Tre miti sulla vendita online da sfatare

Tre miti sulla vendita online da sfatare

Leggimi

Tre miti sulla vendita online da sfatare. Ogni disciplina ha la sua buona dose di miti e leggende incorporate. Alcune di queste sopravvivono per decenni, prima di essere smentite e ridotte alla mera nominazione. Altre decadono subito, ma solo un paio riescono a rimanere sulla cresta dell'onda tanto a lungo da imporsi all'attenzione delle persone. Anche nel campo della vendita online vi sono certi miti che la maggior parte degli utenti stenta a riconoscere come tali.

Tre miti sulla vendita online da sfatare

Questi sono tre dei miti e-commerce più famosi che sono stati riconsiderati e ridotti al silenzio.

Le descrizioni prodotto incrementano le conversioni

Si tratta di uno dei miti più tenaci e famosi che i siti e-commerce seguitano a promuovere. In verità, si tratta di un'esagerazione. Le descrizioni prodotto giocano un ruolo importante nel processo di conversione. Solo, non bastano perché l'incremento sia fattivo e graduale. Non si tratta tanto di descrivere un prodotto, quanto di dare agli acquirenti un valido motivo per comprare quel dato prodotto.

Liste email particolarmente grandi incrementano le conversioni

Anche questo è un mito che bisogna sfatare. Ogni campagna email marketing più o meno seriosa costa alle imprese un'ingente quantità di denaro. Se vi mettete a inviare email a contatti che non hanno alcun desiderio di riceverle, state solo sprecando tempo e risorse preziose. Per questo motivo, non dovete pensare troppo a come allargare la vostra comunità di contatti. Sbarazzatevi piuttosto di coloro che non vogliono saperne dei vostri aggiornamenti.

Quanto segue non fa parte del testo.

//! Ordering keys deciding which files count as "first" in a queue.
//!
//! `Name` uses natural ordering so `ep2` sorts before `ep10`; `Mtime` orders by
//! modification time, oldest first. Both fall back to the raw name so the
//! order is total and stable across runs.

use std::cmp::Ordering;
use std::fmt;
use std::str::FromStr;

use serde::{Deserialize, Serialize};

use crate::core::errors::MqError;
use crate::queue::listing::FileEntry;

/// Sort key applied to both directories.
#[derive(Debug, Clone, Copy, PartialEq, Eq, Default, Serialize, Deserialize)]
#[serde(rename_all = "lowercase")]
pub enum OrderKey {
    /// Natural (digit-aware) file name ordering.
    #[default]
    Name,
    /// Modification time ascending, natural name as tie-break.
    Mtime,
}

impl OrderKey {
    /// Compare two entries under this key.
    pub fn compare(self, a: &FileEntry, b: &FileEntry) -> Ordering {
        self.compare_by(a, b, |e| e.name.as_str())
    }

    /// Like [`OrderKey::compare`], but names are taken relative to each
    /// entry's group.
    pub fn compare_in_group(self, a: &FileEntry, b: &FileEntry) -> Ordering {
        self.compare_by(a, b, FileEntry::name_in_group)
    }

    fn compare_by<F>(self, a: &FileEntry, b: &FileEntry, name: F) -> Ordering
    where
        F: Fn(&FileEntry) -> &str,
    {
        match self {
            Self::Name => natural_cmp(name(a), name(b)),
            Self::Mtime => a
                .modified
                .cmp(&b.modified)
                .then_with(|| natural_cmp(name(a), name(b))),
        }
    }

    /// Sort entries in place, ascending.
    pub fn sort(self, entries: &mut [FileEntry]) {
        entries.sort_by(|a, b| self.compare(a, b));
    }
}

impl fmt::Display for OrderKey {
    fn fmt(&self, f: &mut fmt::Formatter<'_>) -> fmt::Result {
        f.write_str(match self {
            Self::Name => "name",
            Self::Mtime => "mtime",
        })
    }
}

impl FromStr for OrderKey {
    type Err = MqError;

    fn from_str(s: &str) -> Result<Self, Self::Err> {
        match s.trim().to_ascii_lowercase().as_str() {
            "name" => Ok(Self::Name),
            "mtime" | "time" => Ok(Self::Mtime),
            other => Err(MqError::InvalidConfig {
                details: format!("unknown order key {other:?} (expected name or mtime)"),
            }),
        }
    }
}

/// Digit-aware string comparison.
///
/// Runs of ASCII digits compare by numeric value with leading zeros ignored;
/// everything else compares bytewise. Strings equal under that rule are
/// ordered by their raw bytes so distinct names never compare equal.
pub fn natural_cmp(a: &str, b: &str) -> Ordering {
    let mut left = Chunks::new(a);
    let mut right = Chunks::new(b);

    loop {
        match (left.next(), right.next()) {
            (None, None) => return a.cmp(b),
            (None, Some(_)) => return Ordering::Less,
            (Some(_), None) => return Ordering::Greater,
            (Some(x), Some(y)) => {
                let ord = match (x, y) {
                    (Chunk::Digits(x), Chunk::Digits(y)) => cmp_digits(x, y),
                    (Chunk::Text(x), Chunk::Text(y)) => x.cmp(y),
                    // Numbers sort before text at the same position.
                    (Chunk::Digits(_), Chunk::Text(_)) => Ordering::Less,
                    (Chunk::Text(_), Chunk::Digits(_)) => Ordering::Greater,
                };
                if ord != Ordering::Equal {
                    return ord;
                }
            }
        }
    }
}

fn cmp_digits(a: &str, b: &str) -> Ordering {
    let a = a.trim_start_matches('0');
    let b = b.trim_start_matches('0');
    a.len().cmp(&b.len()).then_with(|| a.cmp(b))
}

#[derive(Debug, Clone, Copy)]
enum Chunk<'a> {
    Digits(&'a str),
    Text(&'a str),
}

struct Chunks<'a> {
    rest: &'a str,
}

impl<'a> Chunks<'a> {
    fn new(s: &'a str) -> Self {
        Self { rest: s }
    }
}

impl<'a> Iterator for Chunks<'a> {
    type Item = Chunk<'a>;

    fn next(&mut self) -> Option<Self::Item> {
        let first = self.rest.chars().next()?;
        let digits = first.is_ascii_digit();
        let end = self
            .rest
            .find(|c: char| c.is_ascii_digit() != digits)
            .unwrap_or(self.rest.len());
        let (chunk, rest) = self.rest.split_at(end);
        self.rest = rest;
        Some(if digits {
            Chunk::Digits(chunk)
        } else {
            Chunk::Text(chunk)
        })
    }
}
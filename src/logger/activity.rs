//! Activity events emitted by a reconcile run and their JSONL representation.
//!
//! Runs are short and single-threaded, so the logger writes synchronously on
//! the caller's thread and flushes when the run completes.

#![allow(missing_docs)]

use std::fmt::Write;

use crate::logger::jsonl::{EventType, JsonlConfig, JsonlWriter, LogEntry, Severity};

// ──────────────────── public event type ────────────────────

/// Events that can be recorded in the activity log.
#[derive(Debug, Clone)]
pub enum ActivityEvent {
    ReconcileStarted {
        active: String,
        offload: String,
        budget: String,
        config_hash: Option<String>,
        dry_run: bool,
    },
    FileActivated {
        path: String,
        size_bytes: u64,
        method: String,
        duration_ms: u64,
    },
    FileOffloaded {
        path: String,
        size_bytes: u64,
        method: String,
        duration_ms: u64,
    },
    MoveConflict {
        path: String,
        direction: String,
    },
    MoveFailed {
        path: String,
        direction: String,
        error_code: String,
        error_message: String,
    },
    ReconcileCompleted {
        activated: usize,
        offloaded: usize,
        conflicts: usize,
        failures: usize,
        active_count: usize,
        active_bytes: u64,
        duration_ms: u64,
    },
    Error {
        code: String,
        message: String,
    },
}

// ──────────────────── logger ────────────────────

/// Synchronous activity logger backed by a [`JsonlWriter`].
pub struct ActivityLogger {
    jsonl: JsonlWriter,
}

impl ActivityLogger {
    /// Open the JSONL log; never fails (see the writer's fallback chain).
    pub fn open(config: JsonlConfig) -> Self {
        Self {
            jsonl: JsonlWriter::open(config),
        }
    }

    pub fn log(&mut self, event: &ActivityEvent) {
        self.jsonl.write_entry(&event_to_log_entry(event));
    }

    pub fn flush(&mut self) {
        self.jsonl.flush();
    }

    /// Current writer degradation state (`normal`, `fallback`, `stderr`, `discard`).
    pub fn state(&self) -> &str {
        self.jsonl.state()
    }
}

// ──────────────────── event conversion ────────────────────

fn event_to_log_entry(event: &ActivityEvent) -> LogEntry {
    match event {
        ActivityEvent::ReconcileStarted {
            active,
            offload,
            budget,
            config_hash,
            dry_run,
        } => {
            let mut e = LogEntry::new(EventType::ReconcileStart, Severity::Info);
            let mut details = format!("active={active} offload={offload} budget={budget}");
            if let Some(hash) = config_hash {
                let _ = write!(details, " config_hash={hash}");
            }
            if *dry_run {
                details.push_str(" dry_run=true");
            }
            e.details = Some(details);
            e
        }
        ActivityEvent::FileActivated {
            path,
            size_bytes,
            method,
            duration_ms,
        } => moved_entry(
            EventType::FileActivated,
            "activate",
            path,
            *size_bytes,
            method,
            *duration_ms,
        ),
        ActivityEvent::FileOffloaded {
            path,
            size_bytes,
            method,
            duration_ms,
        } => moved_entry(
            EventType::FileOffloaded,
            "offload",
            path,
            *size_bytes,
            method,
            *duration_ms,
        ),
        ActivityEvent::MoveConflict { path, direction } => {
            let mut e = LogEntry::new(EventType::MoveConflict, Severity::Warning);
            e.path = Some(path.clone());
            e.direction = Some(direction.clone());
            e.error_code = Some("MQ-3002".to_string());
            e
        }
        ActivityEvent::MoveFailed {
            path,
            direction,
            error_code,
            error_message,
        } => {
            let mut e = LogEntry::new(EventType::MoveFailed, Severity::Warning);
            e.path = Some(path.clone());
            e.direction = Some(direction.clone());
            e.error_code = Some(error_code.clone());
            e.error_message = Some(error_message.clone());
            e
        }
        ActivityEvent::ReconcileCompleted {
            activated,
            offloaded,
            conflicts,
            failures,
            active_count,
            active_bytes,
            duration_ms,
        } => {
            let severity = if *failures > 0 {
                Severity::Warning
            } else {
                Severity::Info
            };
            let mut e = LogEntry::new(EventType::ReconcileComplete, severity);
            e.duration_ms = Some(*duration_ms);
            e.size = Some(*active_bytes);
            e.details = Some(format!(
                "activated={activated} offloaded={offloaded} conflicts={conflicts} failures={failures} active_count={active_count}"
            ));
            e
        }
        ActivityEvent::Error { code, message } => {
            let mut e = LogEntry::new(EventType::Error, Severity::Critical);
            e.error_code = Some(code.clone());
            e.error_message = Some(message.clone());
            e
        }
    }
}

fn moved_entry(
    event: EventType,
    direction: &str,
    path: &str,
    size_bytes: u64,
    method: &str,
    duration_ms: u64,
) -> LogEntry {
    let mut e = LogEntry::new(event, Severity::Info);
    e.path = Some(path.to_string());
    e.size = Some(size_bytes);
    e.direction = Some(direction.to_string());
    e.method = Some(method.to_string());
    e.duration_ms = Some(duration_ms);
    e
}

#[cfg(test)]
mod tests {
    use super::*;
    use std::fs;

    #[test]
    fn activation_maps_to_file_activated_entry() {
        let e = event_to_log_entry(&ActivityEvent::FileActivated {
            path: "ep3.mkv".to_string(),
            size_bytes: 42,
            method: "rename".to_string(),
            duration_ms: 1,
        });
        assert_eq!(e.event, EventType::FileActivated);
        assert_eq!(e.direction.as_deref(), Some("activate"));
        assert_eq!(e.method.as_deref(), Some("rename"));
        assert_eq!(e.size, Some(42));
    }

    #[test]
    fn completion_with_failures_is_a_warning() {
        let e = event_to_log_entry(&ActivityEvent::ReconcileCompleted {
            activated: 1,
            offloaded: 0,
            conflicts: 0,
            failures: 2,
            active_count: 1,
            active_bytes: 10,
            duration_ms: 3,
        });
        assert_eq!(e.severity, Severity::Warning);
        assert!(e.details.unwrap().contains("failures=2"));
    }

    #[test]
    fn logger_writes_one_line_per_event() {
        let dir = tempfile::tempdir().unwrap();
        let path = dir.path().join("activity.jsonl");
        let mut logger = ActivityLogger::open(JsonlConfig {
            path: path.clone(),
            ..JsonlConfig::default()
        });
        logger.log(&ActivityEvent::MoveConflict {
            path: "a.txt".to_string(),
            direction: "activate".to_string(),
        });
        logger.log(&ActivityEvent::Error {
            code: "MQ-2001".to_string(),
            message: "directory not found".to_string(),
        });
        logger.flush();

        let contents = fs::read_to_string(&path).unwrap();
        let events: Vec<serde_json::Value> = contents
            .lines()
            .map(|l| serde_json::from_str(l).unwrap())
            .collect();
        assert_eq!(events.len(), 2);
        assert_eq!(events[0]["event"], "move_conflict");
        assert_eq!(events[0]["error_code"], "MQ-3002");
        assert_eq!(events[1]["severity"], "critical");
    }
}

Offrire sconti per i carrelli abbandonati non sempre è una buona idea

Capita fin troppo spesso di trovarsi di fronte a carrelli abbandonati. Come fare per arginare il problema? Ci sono brand che elargiscono sconti e offerte a tutti coloro che si sono macchiati di una simile azione. Questa soluzione, immediata e tenace che sia, può alla lunga rivelarsi controproducente. Immaginate quanti utenti abbandonino i propri carrelli perché incentivati dalla promessa di buoni sconto volti a recuperarne la fiducia. Sappiate rinunciare a fornirli troppo costantemente. Mantenetevi su una via mezzana.